» Exercise prompt:
Transcribe each entry so that it matches the original exactly.

» Dataset records:
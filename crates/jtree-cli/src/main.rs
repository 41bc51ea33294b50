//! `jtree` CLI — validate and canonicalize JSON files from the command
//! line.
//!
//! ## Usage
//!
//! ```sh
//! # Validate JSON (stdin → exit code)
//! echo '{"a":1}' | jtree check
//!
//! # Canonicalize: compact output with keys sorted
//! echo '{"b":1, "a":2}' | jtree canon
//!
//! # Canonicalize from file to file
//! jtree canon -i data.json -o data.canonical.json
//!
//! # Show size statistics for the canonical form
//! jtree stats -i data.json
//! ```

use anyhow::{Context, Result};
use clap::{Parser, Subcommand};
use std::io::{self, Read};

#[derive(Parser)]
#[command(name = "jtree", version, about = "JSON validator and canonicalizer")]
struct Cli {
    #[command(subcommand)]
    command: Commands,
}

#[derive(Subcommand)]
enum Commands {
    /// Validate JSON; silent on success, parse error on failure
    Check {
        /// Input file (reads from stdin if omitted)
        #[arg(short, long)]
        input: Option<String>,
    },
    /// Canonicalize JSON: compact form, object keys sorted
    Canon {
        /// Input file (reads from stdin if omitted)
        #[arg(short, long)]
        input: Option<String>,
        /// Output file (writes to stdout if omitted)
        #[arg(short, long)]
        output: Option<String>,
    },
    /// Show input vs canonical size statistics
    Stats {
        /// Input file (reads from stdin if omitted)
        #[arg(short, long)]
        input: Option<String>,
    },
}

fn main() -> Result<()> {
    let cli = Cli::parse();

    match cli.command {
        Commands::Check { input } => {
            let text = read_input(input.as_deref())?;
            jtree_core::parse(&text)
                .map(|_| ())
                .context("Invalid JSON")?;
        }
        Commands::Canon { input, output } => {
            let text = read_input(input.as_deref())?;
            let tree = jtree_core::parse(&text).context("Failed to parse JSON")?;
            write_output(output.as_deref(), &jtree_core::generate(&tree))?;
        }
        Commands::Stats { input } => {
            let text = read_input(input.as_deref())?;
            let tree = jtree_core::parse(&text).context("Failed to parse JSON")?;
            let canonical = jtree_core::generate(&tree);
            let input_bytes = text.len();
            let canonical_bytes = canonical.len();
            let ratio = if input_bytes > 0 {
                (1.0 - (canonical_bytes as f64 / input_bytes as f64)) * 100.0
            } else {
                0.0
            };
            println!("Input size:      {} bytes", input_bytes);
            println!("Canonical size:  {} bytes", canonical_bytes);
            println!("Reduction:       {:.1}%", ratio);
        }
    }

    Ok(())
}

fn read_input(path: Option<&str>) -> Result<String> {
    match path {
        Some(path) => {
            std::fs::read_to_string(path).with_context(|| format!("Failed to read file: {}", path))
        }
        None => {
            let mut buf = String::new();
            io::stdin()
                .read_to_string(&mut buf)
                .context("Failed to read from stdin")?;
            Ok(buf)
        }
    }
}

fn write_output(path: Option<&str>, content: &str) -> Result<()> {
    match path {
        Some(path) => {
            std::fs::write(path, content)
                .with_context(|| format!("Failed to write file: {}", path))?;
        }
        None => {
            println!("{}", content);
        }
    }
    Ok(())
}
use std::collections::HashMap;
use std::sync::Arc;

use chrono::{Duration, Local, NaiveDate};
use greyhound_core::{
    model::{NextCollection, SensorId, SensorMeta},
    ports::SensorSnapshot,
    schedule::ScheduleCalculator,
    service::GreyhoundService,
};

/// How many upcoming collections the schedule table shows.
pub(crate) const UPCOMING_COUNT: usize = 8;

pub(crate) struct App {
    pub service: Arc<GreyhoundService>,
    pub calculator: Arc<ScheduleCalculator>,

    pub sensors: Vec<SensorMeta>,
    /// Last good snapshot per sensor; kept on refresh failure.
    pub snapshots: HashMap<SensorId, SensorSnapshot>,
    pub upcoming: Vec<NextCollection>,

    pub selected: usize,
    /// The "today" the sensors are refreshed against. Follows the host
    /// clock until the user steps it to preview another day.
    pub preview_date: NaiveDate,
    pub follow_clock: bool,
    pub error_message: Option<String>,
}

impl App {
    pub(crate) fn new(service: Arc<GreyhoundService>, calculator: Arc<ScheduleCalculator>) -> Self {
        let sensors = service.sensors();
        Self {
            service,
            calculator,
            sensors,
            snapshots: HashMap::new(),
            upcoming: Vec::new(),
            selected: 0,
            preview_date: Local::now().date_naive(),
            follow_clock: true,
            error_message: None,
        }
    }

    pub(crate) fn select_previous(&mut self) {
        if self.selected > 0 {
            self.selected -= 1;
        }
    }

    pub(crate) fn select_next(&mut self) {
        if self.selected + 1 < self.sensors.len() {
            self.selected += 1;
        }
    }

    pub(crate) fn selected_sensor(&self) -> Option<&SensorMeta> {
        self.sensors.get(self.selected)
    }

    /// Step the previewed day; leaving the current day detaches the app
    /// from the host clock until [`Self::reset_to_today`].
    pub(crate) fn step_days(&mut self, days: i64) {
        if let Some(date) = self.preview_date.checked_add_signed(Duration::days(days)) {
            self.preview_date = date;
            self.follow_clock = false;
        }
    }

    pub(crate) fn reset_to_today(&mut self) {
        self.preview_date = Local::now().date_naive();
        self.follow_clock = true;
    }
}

» Response below:
filename crates/jtree-cli/src/main.rs
repository 41bc51ea33294b50
//! `jtree` CLI — validate and canonicalize JSON files from the command
//! line.
//!
//! ## Usage
//!
//! ```sh
//! # Validate JSON (stdin → exit code)
//! echo '{"a":1}' | jtree check
//!
//! # Canonicalize: compact output with keys sorted
//! echo '{"b":1, "a":2}' | jtree canon
//!
//! # Canonicalize from file to file
//! jtree canon -i data.json -o data.canonical.json
//!
//! # Show size statistics for the canonical form
//! jtree stats -i data.json
//! ```

use anyhow::{Context, Result};
use clap::{Parser, Subcommand};
use std::io::{self, Read};

#[derive(Parser)]
#[command(name = "jtree", version, about = "JSON validator and canonicalizer")]
struct Cli {
    #[command(subcommand)]
    command: Commands,
}

#[derive(Subcommand)]
enum Commands {
    /// Validate JSON; silent on success, parse error on failure
    Check {
        /// Input file (reads from stdin if omitted)
        #[arg(short, long)]
        input: Option<String>,
    },
    /// Canonicalize JSON: compact form, object keys sorted
    Canon {
        /// Input file (reads from stdin if omitted)
        #[arg(short, long)]
        input: Option<String>,
        /// Output file (writes to stdout if omitted)
        #[arg(short, long)]
        output: Option<String>,
    },
    /// Show input vs canonical size statistics
    Stats {
        /// Input file (reads from stdin if omitted)
        #[arg(short, long)]
        input: Option<String>,
    },
}

fn main() -> Result<()> {
    let cli = Cli::parse();

    match cli.command {
        Commands::Check { input } => {
            let text = read_input(input.as_deref())?;
            jtree_core::parse(&text)
                .map(|_| ())
                .context("Invalid JSON")?;
        }
        Commands::Canon { input, output } => {
            let text = read_input(input.as_deref())?;
            let tree = jtree_core::parse(&text).context("Failed to parse JSON")?;
            write_output(output.as_deref(), &jtree_core::generate(&tree))?;
        }
        Commands::Stats { input } => {
            let text = read_input(input.as_deref())?;
            let tree = jtree_core::parse(&text).context("Failed to parse JSON")?;
            let canonical = jtree_core::generate(&tree);
            let input_bytes = text.len();
            let canonical_bytes = canonical.len();
            let ratio = if input_bytes > 0 {
                (1.0 - (canonical_bytes as f64 / input_bytes as f64)) * 100.0
            } else {
                0.0
            };
            println!("Input size:      {} bytes", input_bytes);
            println!("Canonical size:  {} bytes", canonical_bytes);
            println!("Reduction:       {:.1}%", ratio);
        }
    }

    Ok(())
}

fn read_input(path: Option<&str>) -> Result<String> {
    match path {
        Some(path) => {
            std::fs::read_to_string(path).with_context(|| format!("Failed to read file: {}", path))
        }
        None => {
            let mut buf = String::new();
            io::stdin()
                .read_to_string(&mut buf)
                .context("Failed to read from stdin")?;
            Ok(buf)
        }
    }
}

fn write_output(path: Option<&str>, content: &str) -> Result<()> {
    match path {
        Some(path) => {
            std::fs::write(path, content)
                .with_context(|| format!("Failed to write file: {}", path))?;
        }
        None => {
            println!("{}", content);
        }
    }
    Ok(())
}
use std::collections::HashMap;
use std::sync::Arc;

use chrono::{Duration, Local, NaiveDate};
use greyhound_core::{
    model::{NextCollection, SensorId, SensorMeta},
    ports::SensorSnapshot,
    schedule::ScheduleCalculator,
    service::GreyhoundService,
};

/// How many upcoming collections the schedule table shows.
pub(crate) const UPCOMING_COUNT: usize = 8;

pub(crate) struct App {
    pub service: Arc<GreyhoundService>,
    pub calculator: Arc<ScheduleCalculator>,

    pub sensors: Vec<SensorMeta>,
    /// Last good snapshot per sensor; kept on refresh failure.
    pub snapshots: HashMap<SensorId, SensorSnapshot>,
    pub upcoming: Vec<NextCollection>,

    pub selected: usize,
    /// The "today" the sensors are refreshed against. Follows the host
    /// clock until the user steps it to preview another day.
    pub preview_date: NaiveDate,
    pub follow_clock: bool,
    pub error_message: Option<String>,
}

impl App {
    pub(crate) fn new(service: Arc<GreyhoundService>, calculator: Arc<ScheduleCalculator>) -> Self {
        let sensors = service.sensors();
        Self {
            service,
            calculator,
            sensors,
            snapshots: HashMap::new(),
            upcoming: Vec::new(),
            selected: 0,
            preview_date: Local::now().date_naive(),
            follow_clock: true,
            error_message: None,
        }
    }

    pub(crate) fn select_previous(&mut self) {
        if self.selected > 0 {
            self.selected -= 1;
        }
    }

    pub(crate) fn select_next(&mut self) {
        if self.selected + 1 < self.sensors.len() {
            self.selected += 1;
        }
    }

    pub(crate) fn selected_sensor(&self) -> Option<&SensorMeta> {
        self.sensors.get(self.selected)
    }

    /// Step the previewed day; leaving the current day detaches the app
    /// from the host clock until [`Self::reset_to_today`].
    pub(crate) fn step_days(&mut self, days: i64) {
        if let Some(date) = self.preview_date.checked_add_signed(Duration::days(days)) {
            self.preview_date = date;
            self.follow_clock = false;
        }
    }

    pub(crate) fn reset_to_today(&mut self) {
        self.preview_date = Local::now().date_naive();
        self.follow_clock = true;
    }
}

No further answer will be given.